Could you print exactly the lines of the listing below, starting at the line that has "criterion_main!(benches);" and ending at the line that has "robot's quadrant. The", and only those lines?
((
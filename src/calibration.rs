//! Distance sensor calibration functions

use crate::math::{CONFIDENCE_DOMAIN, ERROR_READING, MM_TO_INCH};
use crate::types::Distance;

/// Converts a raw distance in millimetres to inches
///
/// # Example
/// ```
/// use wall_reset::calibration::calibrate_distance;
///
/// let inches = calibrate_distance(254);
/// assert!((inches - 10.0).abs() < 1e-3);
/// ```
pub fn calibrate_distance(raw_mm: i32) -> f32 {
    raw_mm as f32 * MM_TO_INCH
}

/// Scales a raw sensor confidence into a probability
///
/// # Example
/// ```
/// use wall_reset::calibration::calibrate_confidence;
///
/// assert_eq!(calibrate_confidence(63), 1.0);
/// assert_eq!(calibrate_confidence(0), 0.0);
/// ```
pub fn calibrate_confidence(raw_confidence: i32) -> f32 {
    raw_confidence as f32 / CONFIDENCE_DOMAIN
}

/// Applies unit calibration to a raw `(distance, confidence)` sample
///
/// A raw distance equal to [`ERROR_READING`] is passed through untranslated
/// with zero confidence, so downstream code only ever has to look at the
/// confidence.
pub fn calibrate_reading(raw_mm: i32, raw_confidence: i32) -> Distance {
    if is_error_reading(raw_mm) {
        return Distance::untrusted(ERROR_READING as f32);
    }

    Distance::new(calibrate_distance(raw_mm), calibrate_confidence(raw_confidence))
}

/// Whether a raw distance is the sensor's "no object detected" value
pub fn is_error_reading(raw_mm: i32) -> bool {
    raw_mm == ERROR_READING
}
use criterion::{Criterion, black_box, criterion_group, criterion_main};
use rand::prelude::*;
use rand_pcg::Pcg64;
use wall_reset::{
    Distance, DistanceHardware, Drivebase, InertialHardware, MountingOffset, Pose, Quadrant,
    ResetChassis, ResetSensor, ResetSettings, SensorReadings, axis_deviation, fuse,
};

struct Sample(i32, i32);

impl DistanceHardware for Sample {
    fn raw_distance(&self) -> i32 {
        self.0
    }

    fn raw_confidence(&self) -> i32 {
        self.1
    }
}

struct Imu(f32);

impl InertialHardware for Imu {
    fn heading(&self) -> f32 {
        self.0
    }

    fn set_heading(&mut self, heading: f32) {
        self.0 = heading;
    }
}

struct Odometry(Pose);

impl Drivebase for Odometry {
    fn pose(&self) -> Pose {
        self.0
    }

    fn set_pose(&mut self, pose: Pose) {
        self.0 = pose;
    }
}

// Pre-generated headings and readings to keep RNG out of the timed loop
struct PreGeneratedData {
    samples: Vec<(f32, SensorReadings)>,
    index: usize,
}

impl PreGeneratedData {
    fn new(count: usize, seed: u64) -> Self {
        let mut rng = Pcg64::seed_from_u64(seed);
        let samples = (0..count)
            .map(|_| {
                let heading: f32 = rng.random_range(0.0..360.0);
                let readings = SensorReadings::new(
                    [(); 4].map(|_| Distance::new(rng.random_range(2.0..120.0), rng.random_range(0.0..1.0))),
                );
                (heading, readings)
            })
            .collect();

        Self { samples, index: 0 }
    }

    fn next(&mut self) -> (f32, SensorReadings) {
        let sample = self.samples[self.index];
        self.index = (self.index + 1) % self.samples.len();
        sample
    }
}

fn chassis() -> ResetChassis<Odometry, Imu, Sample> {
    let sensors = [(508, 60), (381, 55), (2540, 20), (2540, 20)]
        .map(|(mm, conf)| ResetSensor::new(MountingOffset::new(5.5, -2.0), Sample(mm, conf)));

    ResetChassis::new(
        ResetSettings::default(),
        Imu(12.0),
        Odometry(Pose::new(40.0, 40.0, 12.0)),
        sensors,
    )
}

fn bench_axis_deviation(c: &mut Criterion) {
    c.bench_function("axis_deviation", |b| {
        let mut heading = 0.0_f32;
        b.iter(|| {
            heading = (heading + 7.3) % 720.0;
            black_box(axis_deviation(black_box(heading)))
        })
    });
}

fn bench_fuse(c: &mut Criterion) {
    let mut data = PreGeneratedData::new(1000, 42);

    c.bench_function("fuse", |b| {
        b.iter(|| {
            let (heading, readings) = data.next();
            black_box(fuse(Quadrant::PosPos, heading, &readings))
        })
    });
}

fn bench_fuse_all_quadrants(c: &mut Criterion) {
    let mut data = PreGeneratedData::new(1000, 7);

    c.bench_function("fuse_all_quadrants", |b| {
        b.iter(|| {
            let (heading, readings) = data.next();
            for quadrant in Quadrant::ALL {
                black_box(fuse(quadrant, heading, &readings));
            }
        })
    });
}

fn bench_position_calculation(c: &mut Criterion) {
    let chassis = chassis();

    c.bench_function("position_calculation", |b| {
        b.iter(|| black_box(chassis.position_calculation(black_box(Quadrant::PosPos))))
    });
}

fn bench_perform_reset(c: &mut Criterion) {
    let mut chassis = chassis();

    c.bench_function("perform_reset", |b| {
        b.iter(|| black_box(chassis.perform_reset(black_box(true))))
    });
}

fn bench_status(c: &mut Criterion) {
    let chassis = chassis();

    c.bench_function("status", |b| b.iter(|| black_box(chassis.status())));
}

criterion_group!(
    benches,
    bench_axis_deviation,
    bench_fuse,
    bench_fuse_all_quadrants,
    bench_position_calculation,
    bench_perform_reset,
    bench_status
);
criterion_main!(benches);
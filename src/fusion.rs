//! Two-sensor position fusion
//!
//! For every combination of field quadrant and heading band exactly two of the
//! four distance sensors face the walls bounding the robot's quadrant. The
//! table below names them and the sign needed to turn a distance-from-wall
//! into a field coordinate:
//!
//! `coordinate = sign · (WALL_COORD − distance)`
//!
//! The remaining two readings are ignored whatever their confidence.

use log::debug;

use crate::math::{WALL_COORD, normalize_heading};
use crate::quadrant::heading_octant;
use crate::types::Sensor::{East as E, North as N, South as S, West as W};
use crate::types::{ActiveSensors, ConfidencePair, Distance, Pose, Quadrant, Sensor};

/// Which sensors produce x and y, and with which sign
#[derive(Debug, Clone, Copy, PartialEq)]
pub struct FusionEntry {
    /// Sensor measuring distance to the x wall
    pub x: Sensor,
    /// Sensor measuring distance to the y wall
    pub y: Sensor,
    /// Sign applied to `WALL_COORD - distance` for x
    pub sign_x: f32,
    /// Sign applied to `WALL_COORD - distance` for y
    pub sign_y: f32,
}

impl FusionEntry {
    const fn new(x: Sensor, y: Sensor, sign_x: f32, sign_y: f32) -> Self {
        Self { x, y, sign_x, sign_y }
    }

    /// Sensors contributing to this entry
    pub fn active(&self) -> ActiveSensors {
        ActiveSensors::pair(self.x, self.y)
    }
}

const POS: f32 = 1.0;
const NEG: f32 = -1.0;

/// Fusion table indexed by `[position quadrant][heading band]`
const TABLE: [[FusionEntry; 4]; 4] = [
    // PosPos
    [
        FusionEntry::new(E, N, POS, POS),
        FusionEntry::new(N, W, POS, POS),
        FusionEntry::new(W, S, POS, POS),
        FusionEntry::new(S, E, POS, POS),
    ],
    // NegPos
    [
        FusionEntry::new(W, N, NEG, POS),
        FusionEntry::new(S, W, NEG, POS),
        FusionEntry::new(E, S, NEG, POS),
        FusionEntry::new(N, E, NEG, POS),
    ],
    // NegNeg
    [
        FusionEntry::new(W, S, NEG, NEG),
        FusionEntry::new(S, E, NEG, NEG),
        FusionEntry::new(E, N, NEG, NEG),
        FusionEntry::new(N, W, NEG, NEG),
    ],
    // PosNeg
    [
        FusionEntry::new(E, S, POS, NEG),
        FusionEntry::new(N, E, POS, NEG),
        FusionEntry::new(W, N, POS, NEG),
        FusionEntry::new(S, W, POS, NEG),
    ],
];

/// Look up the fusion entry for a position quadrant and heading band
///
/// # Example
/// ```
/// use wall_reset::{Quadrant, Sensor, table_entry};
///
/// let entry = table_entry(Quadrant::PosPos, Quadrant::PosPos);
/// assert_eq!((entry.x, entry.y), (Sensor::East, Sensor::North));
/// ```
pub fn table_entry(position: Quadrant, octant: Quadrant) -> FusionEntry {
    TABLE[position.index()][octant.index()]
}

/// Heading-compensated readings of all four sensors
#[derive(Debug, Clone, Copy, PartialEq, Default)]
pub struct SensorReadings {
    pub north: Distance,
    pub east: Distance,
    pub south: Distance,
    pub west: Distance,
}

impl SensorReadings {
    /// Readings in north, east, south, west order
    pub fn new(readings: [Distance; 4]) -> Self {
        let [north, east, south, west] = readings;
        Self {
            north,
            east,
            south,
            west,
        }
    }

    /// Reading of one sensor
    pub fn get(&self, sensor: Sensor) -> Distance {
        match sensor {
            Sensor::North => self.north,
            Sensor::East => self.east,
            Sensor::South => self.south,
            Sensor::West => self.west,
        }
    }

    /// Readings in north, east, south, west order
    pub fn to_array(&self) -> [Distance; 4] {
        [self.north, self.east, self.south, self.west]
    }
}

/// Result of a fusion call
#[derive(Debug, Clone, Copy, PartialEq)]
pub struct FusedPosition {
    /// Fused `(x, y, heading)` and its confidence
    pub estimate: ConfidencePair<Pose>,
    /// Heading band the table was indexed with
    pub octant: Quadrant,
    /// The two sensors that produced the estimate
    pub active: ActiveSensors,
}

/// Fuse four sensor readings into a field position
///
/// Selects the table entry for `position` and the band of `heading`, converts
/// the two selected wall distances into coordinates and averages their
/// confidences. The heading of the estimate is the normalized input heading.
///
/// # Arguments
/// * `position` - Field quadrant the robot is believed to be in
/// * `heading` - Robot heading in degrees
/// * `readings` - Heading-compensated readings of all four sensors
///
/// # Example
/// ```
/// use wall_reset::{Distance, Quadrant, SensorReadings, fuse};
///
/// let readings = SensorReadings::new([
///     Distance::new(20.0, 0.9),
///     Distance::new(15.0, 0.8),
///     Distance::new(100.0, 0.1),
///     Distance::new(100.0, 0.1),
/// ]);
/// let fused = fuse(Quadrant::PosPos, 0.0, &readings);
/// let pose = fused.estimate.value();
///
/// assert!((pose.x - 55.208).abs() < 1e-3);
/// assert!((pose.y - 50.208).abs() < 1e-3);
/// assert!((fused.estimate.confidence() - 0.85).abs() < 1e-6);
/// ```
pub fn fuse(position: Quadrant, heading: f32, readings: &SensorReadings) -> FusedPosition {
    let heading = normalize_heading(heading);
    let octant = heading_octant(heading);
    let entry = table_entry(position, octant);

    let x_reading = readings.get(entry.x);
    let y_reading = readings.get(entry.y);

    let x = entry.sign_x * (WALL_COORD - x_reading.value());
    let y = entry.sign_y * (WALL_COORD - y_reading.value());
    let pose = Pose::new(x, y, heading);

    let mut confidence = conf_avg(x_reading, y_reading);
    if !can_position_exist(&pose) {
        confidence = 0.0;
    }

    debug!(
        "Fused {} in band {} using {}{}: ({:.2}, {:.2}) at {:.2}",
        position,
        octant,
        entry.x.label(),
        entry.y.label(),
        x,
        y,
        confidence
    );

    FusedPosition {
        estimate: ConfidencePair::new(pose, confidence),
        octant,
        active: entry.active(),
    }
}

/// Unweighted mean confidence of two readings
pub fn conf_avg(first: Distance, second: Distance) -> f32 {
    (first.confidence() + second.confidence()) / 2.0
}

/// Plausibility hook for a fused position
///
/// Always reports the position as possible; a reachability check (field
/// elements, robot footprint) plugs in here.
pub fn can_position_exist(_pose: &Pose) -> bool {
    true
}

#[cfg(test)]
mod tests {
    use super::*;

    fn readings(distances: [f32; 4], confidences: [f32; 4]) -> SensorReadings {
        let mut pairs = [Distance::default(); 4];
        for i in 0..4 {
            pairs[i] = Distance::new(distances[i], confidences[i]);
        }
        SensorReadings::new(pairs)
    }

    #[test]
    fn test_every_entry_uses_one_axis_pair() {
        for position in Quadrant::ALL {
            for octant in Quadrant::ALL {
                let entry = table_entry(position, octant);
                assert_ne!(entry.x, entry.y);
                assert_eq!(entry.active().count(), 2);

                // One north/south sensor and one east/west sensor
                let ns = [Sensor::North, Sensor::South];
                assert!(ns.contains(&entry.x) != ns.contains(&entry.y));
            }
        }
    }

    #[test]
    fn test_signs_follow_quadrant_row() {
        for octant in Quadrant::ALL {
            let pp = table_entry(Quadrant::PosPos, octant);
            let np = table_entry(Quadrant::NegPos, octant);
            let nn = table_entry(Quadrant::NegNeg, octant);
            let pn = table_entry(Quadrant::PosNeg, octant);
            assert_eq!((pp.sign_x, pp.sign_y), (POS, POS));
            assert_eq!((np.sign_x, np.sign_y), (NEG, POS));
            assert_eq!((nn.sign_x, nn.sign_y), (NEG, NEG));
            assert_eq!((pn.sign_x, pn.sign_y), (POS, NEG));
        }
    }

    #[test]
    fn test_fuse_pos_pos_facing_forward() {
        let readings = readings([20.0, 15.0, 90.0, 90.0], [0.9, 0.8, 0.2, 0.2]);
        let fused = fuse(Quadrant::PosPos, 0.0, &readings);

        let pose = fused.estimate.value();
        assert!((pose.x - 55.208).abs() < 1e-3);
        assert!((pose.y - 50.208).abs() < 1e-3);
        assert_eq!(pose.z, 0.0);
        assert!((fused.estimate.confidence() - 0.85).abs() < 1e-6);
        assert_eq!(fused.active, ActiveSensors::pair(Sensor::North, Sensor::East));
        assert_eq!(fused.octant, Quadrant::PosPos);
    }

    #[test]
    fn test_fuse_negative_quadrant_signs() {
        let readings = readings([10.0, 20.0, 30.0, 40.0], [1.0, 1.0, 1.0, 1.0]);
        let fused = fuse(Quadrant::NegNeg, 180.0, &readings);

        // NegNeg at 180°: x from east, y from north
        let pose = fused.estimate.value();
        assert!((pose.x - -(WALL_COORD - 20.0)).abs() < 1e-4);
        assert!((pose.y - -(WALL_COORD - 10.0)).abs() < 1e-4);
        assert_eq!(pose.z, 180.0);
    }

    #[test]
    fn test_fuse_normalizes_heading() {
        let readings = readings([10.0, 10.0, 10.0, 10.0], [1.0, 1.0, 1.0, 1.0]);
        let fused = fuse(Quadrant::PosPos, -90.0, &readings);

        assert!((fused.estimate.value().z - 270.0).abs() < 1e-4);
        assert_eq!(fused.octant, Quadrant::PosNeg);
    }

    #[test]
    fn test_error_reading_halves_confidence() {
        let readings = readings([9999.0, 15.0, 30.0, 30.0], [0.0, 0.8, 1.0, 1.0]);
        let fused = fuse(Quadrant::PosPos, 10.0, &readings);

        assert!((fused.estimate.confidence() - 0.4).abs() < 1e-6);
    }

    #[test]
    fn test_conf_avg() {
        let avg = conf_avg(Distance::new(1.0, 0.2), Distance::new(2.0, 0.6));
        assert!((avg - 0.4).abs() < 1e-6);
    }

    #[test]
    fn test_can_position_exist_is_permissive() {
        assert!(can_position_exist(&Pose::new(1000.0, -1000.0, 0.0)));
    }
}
))
ANSWER TO THE EXERCISE ->
criterion_main!(benches);
filename src/fusion.rs
//! Two-sensor position fusion
//!
//! For every combination of field quadrant and heading band exactly two of the
//! four distance sensors face the walls bounding the robot's quadrant. The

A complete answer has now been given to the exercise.